### MATERIAL SUPPLIED
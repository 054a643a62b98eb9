//! Error taxonomy for the call layer
//!
//! Every failure propagates immediately to the caller; this crate makes
//! no retry decision and swallows nothing.

use thiserror::Error;

pub type Result<T> = std::result::Result<T, Error>;

#[derive(Debug, Error)]
pub enum Error {
    /// A descriptor carries a type string the codec cannot parse, or an
    /// ABI document could not be read.
    #[error("abi: {0}")]
    Abi(String),

    /// A caller-supplied argument is outside the declared type's domain.
    /// Local and non-retryable; raised before any network request.
    #[error("encoding `{function}`: {reason}")]
    Encoding { function: String, reason: String },

    /// Returned bytes do not match the declared output shape. Signals a
    /// mismatched ABI version or a corrupted response; non-retryable.
    #[error("decoding `{function}`: {reason}")]
    Decoding { function: String, reason: String },

    /// The connection rejected a state-changing submission.
    #[error("submission rejected: {reason}")]
    Submission { reason: String },

    /// Remote execution reverted during a read-only call or a gas
    /// estimate. `revert` holds the reason when the node surfaces one.
    #[error("{message}")]
    Simulation {
        revert: Option<String>,
        message: String,
    },

    /// The transport could not be created or reached.
    #[error("connection: {0}")]
    Connection(String),
}

impl Error {
    pub(crate) fn encoding(function: &str, reason: impl Into<String>) -> Self {
        Error::Encoding {
            function: function.to_string(),
            reason: reason.into(),
        }
    }

    pub(crate) fn decoding(function: &str, reason: impl Into<String>) -> Self {
        Error::Decoding {
            function: function.to_string(),
            reason: reason.into(),
        }
    }

    /// Revert reason surfaced by the node, if any.
    pub fn revert_reason(&self) -> Option<&str> {
        match self {
            Error::Simulation {
                revert: Some(reason),
                ..
            } => Some(reason),
            _ => None,
        }
    }
}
######
● WHAT TO PRODUCE:
Copy only the stretch running from the line containing "corrupted response; non-retryable." to the final line of the entries, both ends included, exactly as it stands.

● SOLUTION BELOW:
    /// mismatched ABI version or a corrupted response; non-retryable.
    #[error("decoding `{function}`: {reason}")]
    Decoding { function: String, reason: String },

    /// The connection rejected a state-changing submission.
    #[error("submission rejected: {reason}")]
    Submission { reason: String },

    /// Remote execution reverted during a read-only call or a gas
    /// estimate. `revert` holds the reason when the node surfaces one.
    #[error("{message}")]
    Simulation {
        revert: Option<String>,
        message: String,
    },

    /// The transport could not be created or reached.
    #[error("connection: {0}")]
    Connection(String),
}

impl Error {
    pub(crate) fn encoding(function: &str, reason: impl Into<String>) -> Self {
        Error::Encoding {
            function: function.to_string(),
            reason: reason.into(),
        }
    }

    pub(crate) fn decoding(function: &str, reason: impl Into<String>) -> Self {
        Error::Decoding {
            function: function.to_string(),
            reason: reason.into(),
        }
    }

    /// Revert reason surfaced by the node, if any.
    pub fn revert_reason(&self) -> Option<&str> {
        match self {
            Error::Simulation {
                revert: Some(reason),
                ..
            } => Some(reason),
            _ => None,
        }
    }
}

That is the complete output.